In other words, by opposing this bill, what the union has opposed is one of the few top-down measures that can actually help teachers thrive, which is particularly alarming given the sheer amount of teacher turnover in the country as well as in the state. In the 2024-2025 school year, Massachusetts lost 10% of the teachers it had in the 2023-2024 school year, with the poorest districts hardest hit. A Boston Globe story from this spring highlighted high teacher turnover in schools that mostly educate students of color. “The way schools are set up, it’s not the teachers’ fault,” said one teacher who had previously taught in Boston Public Schools. “The system has to be set up for you to be consistent.”

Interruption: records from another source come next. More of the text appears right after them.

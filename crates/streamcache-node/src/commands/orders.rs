use std::time::Duration;

use anyhow::Result;
use streamcache::{NewOrder, Order, OrderCache, OrderId};

use crate::cli::{DeleteArgs, DumpArgs, GetArgs, SaveArgs, UpdateArgs};
use crate::config::AppConfig;
use crate::output::{print_order, print_orders, print_stats, print_success, print_warning};

async fn publisher_cache(config: &AppConfig) -> Result<OrderCache> {
    super::start_cache(config, super::publish_only(&config.cache)).await
}

async fn replayed_cache(config: &AppConfig, timeout: u64) -> Result<OrderCache> {
    let cache = super::start_cache(config, config.cache.clone()).await?;
    if !cache.catch_up(Duration::from_secs(timeout)).await? {
        print_warning(&format!(
            "replay did not finish within {timeout}s; results may be stale"
        ));
    }
    Ok(cache)
}

pub async fn save(config: &AppConfig, args: &SaveArgs) -> Result<()> {
    let cache = publisher_cache(config).await?;
    let result = cache
        .save_at(NewOrder::new(args.name.clone(), args.cost, args.delivered))
        .await;
    cache.shutdown().await;

    let (id, position) = result?;
    print_success(&format!("Saved order {id} (log position {position})"));
    Ok(())
}

pub async fn update(config: &AppConfig, args: &UpdateArgs) -> Result<()> {
    let cache = publisher_cache(config).await?;
    let order = Order::new(
        OrderId::new(args.id.clone()),
        args.name.clone(),
        args.cost,
        args.delivered,
    );
    let result = cache.update(order).await;
    cache.shutdown().await;

    let position = result?;
    print_success(&format!("Updated order {} (log position {position})", args.id));
    Ok(())
}

pub async fn delete(config: &AppConfig, args: &DeleteArgs) -> Result<()> {
    let cache = publisher_cache(config).await?;
    let result = cache.delete(&OrderId::new(args.id.clone())).await;
    cache.shutdown().await;

    let position = result?;
    print_success(&format!("Deleted order {} (log position {position})", args.id));
    Ok(())
}

pub async fn get(config: &AppConfig, args: &GetArgs) -> Result<()> {
    let cache = replayed_cache(config, args.timeout).await?;
    let result = cache.get(&OrderId::new(args.id.clone())).await;
    cache.shutdown().await;

    print_order(&result?);
    Ok(())
}

pub async fn dump(config: &AppConfig, args: &DumpArgs) -> Result<()> {
    let cache = replayed_cache(config, args.timeout).await?;
    let orders = cache.snapshot();
    let stats = cache.stats();
    cache.shutdown().await;

    print_orders(&orders);
    print_stats(&stats);
    Ok(())
}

In the foreword to Independent Women’s report, “Give Teachers a Break: Cutting Red Tape and Unleashing the Potential for America’s Great Teachers,” former teacher and education reform advocate Beanie Geoghegan noted that teachers are done a disservice when they are not given proper guidance on effective pedagogical practices, making the job needlessly difficult for teachers and barring students from learning the material they should be able to.
“As a starry-eyed new teacher…I couldn’t have anticipated the challenges I would encounter,” she wrote. “Although my college professors emphasized the importance of fostering a ‘love of reading,’ I realized that none equipped me with the tools necessary to teach my students how to read effectively…If we genuinely want to improve education for American children, teachers must have the training, support, authority, and materials necessary to accomplish the monumental task.”
Fortunately, literacy education is simple, even if getting kids to read is no small task: phonics works, and mandating phonics instruction, as 26 states and counting have, facilitates better teaching and better learning, allowing American education to escape its current death spiral. Equipped with a curriculum that actually works, teachers have a better experience teaching and are more inclined to stay in the profession, and students are less frustrated and benefit from the consistency of having good teachers at their schools.
That the Massachusetts House stood up unanimously, that too across partisan lines, to ensure that teachers teach effectively and that students learn effectively should be celebrated. And the teachers union’s thankfully failed attempt at thwarting this success should be a sign that the opinions of union bosses can be as safely disregarded as balanced literacy.